# como conectar un flip flop 7474 en circuit maker



## fivefingerdeath (May 15, 2011)

hola buenas tardes tengan uds. solo quiero pedir ayuda de como conectar un flip flop 7474, lo que pasa es que estoy haciendo un proyecto de llamador de turnos como el de los bancos, pero el problema que no se guarda el registro, pero la maestra nos dijo que teniamos que utilizar el 7474 pero no se como conectarlo en el circuit maker. adjunto el archivo solo para que me digan como conectarlo gracias!!!


----------



## MrCarlos (May 16, 2011)

Hola fivefingerdeath

Si estás diciendo que no sabes como conectar el 7474 en CircuitMaker, quiere decir que en otro simulador si sabes.

Creo que el circuito contenido en la imagen adjunta te serviría, analízalo.

saludos
a sus ordenes


----------



## fivefingerdeath (May 16, 2011)

Hola, buenos dias, muchisimas gracias, esto era lo que necesitaba, neta que me sacaste de un apurto = ]


----------



## fivefingerdeath (May 17, 2011)

hola sabes, que ya jalo el diseño, pero al momento de pasarlo a protoboar los pines que quedan si nada no se mandarlos a tierra o a voltaje espero me ayudes


----------



## MrCarlos (May 17, 2011)

Hola fivefingerdeath

A cuáles PIN's te refieres ?.

La nQ de los Flip-Flip's en la parte baja del Diagrama no se conectan a nada.
En el decodificador 74LS47 hay 3 PIN's que pudieran quedar sin conección. Test, RBI, RBO.

O te refieres a las entradas del 74147 ?
Si así es, en el ProtoBoard debes conectar unos interruptores pequeñitos llamados Dip-Switch o unos botones pequeñitos también. tal como aparesen en el diagrama.
Por un lado van al 74147 y por el otro a tierra. tierra es el negativo de la fuente de alimentación.

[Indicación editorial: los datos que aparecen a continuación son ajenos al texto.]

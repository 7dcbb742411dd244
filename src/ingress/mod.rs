//! Ingress subsystem: the configuration-change feed.
//!
//! # Data Flow
//! ```text
//! API server watch (kube::runtime::watcher)
//!     → watcher.rs (ObjectCache: apply/delete → Added/Updated/Deleted)
//!     → decode.rs (Ingress → IngressObject, drop unroutable shapes)
//!     → FeedMessage over an unbounded channel
//!     → Gateway event loop
//! ```

pub mod decode;
pub mod types;
pub mod watcher;

pub use types::{FeedMessage, HostRule, IngressEvent, IngressObject, PathBackend};
pub use watcher::{IngressWatcher, ObjectCache};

busca las hojas de datos de los IC' para ver donde se conecta el positivo y negativo de la fuente de alimentacion 

saludos
a sus ordenes


----------



## fivefingerdeath (May 17, 2011)

ah ok, mira sabes, que en el integrado 7447, estoy mirando la hoja de datos en el pin 3, 4 y 5 aparece lamp test, out  e in esas no supe a que se conectan y en el integrado 7490 en el pin 4 y 13 hay dos NC esas a que se conectarian... gracias por tu tiempo.. saludos


----------



## MrCarlos (May 17, 2011)

Hola fivefingerdeath

Mejor dejame ver tu circuito en el formato de tu simulador.
en el que yo te adjunté no hay ningún 7490.

saludos
a sus ordenes


----------



## fivefingerdeath (May 17, 2011)

ok aqui te dejo el circuito ya final, espero me puedas ayudar, estoy batallando mucho con la conexion... y lo peor que es para mañana el proyecto = [, aqui te dejo la simulacion en el circuit maker ya todo, es que aparte agregue unos contadores, digamos que es un circuito como el de los bancos .


----------



## MrCarlos (May 17, 2011)

Hola fivefingerdeath

Dejame darle una revizada. espero estar a tiempo.

saludos
a sus ordenes


----------



## MrCarlos (May 18, 2011)

Hola fivefingerdeath

Por qué haces los diagramas tan exageradamente grandes, es más difícil el leerlos y comprenderlos.
Quité los LED’s que tenias en los Botones y agregué un botón de Reset para borrar todo en un momento dado.

7447: 
El PIN 3 TEST Lamp, cuando lo conectas a tierra se encienden todos los segmentos del Display. Es para probarlo.
El PIN 5 RBI es para que cuando en sus entradas tiene un 0 (0000) no encienda el Display. Este se utiliza para Cuando por ejemplo son 2 Display’s en el de las decenas no encienda el 0. En lugar de encender 05, enciende solo el 5.
El PIN 4 RBO se utiliza junto con el RBI para que por ejemplo el número 105, el 0 de las decenas si encienda, no así cuando es 05.

7490:
Tiene 2 juegos de entradas para restablecerlo.
Con MR1(2) “Y” MR2(3) se restablece a 0 y con MS1(6) “Y” MS2(7) se restablece a 9. Los Números entre paréntesis son los números de PIN.

Toda esta información viene en las hojas de datos de los IC’s.

saludos
a sus ordenes


----------



## fivefingerdeath (May 20, 2011)

hola, muchas gracias, si me sirvio mucho y pues si quedo el proyecto gracias por todo.


----------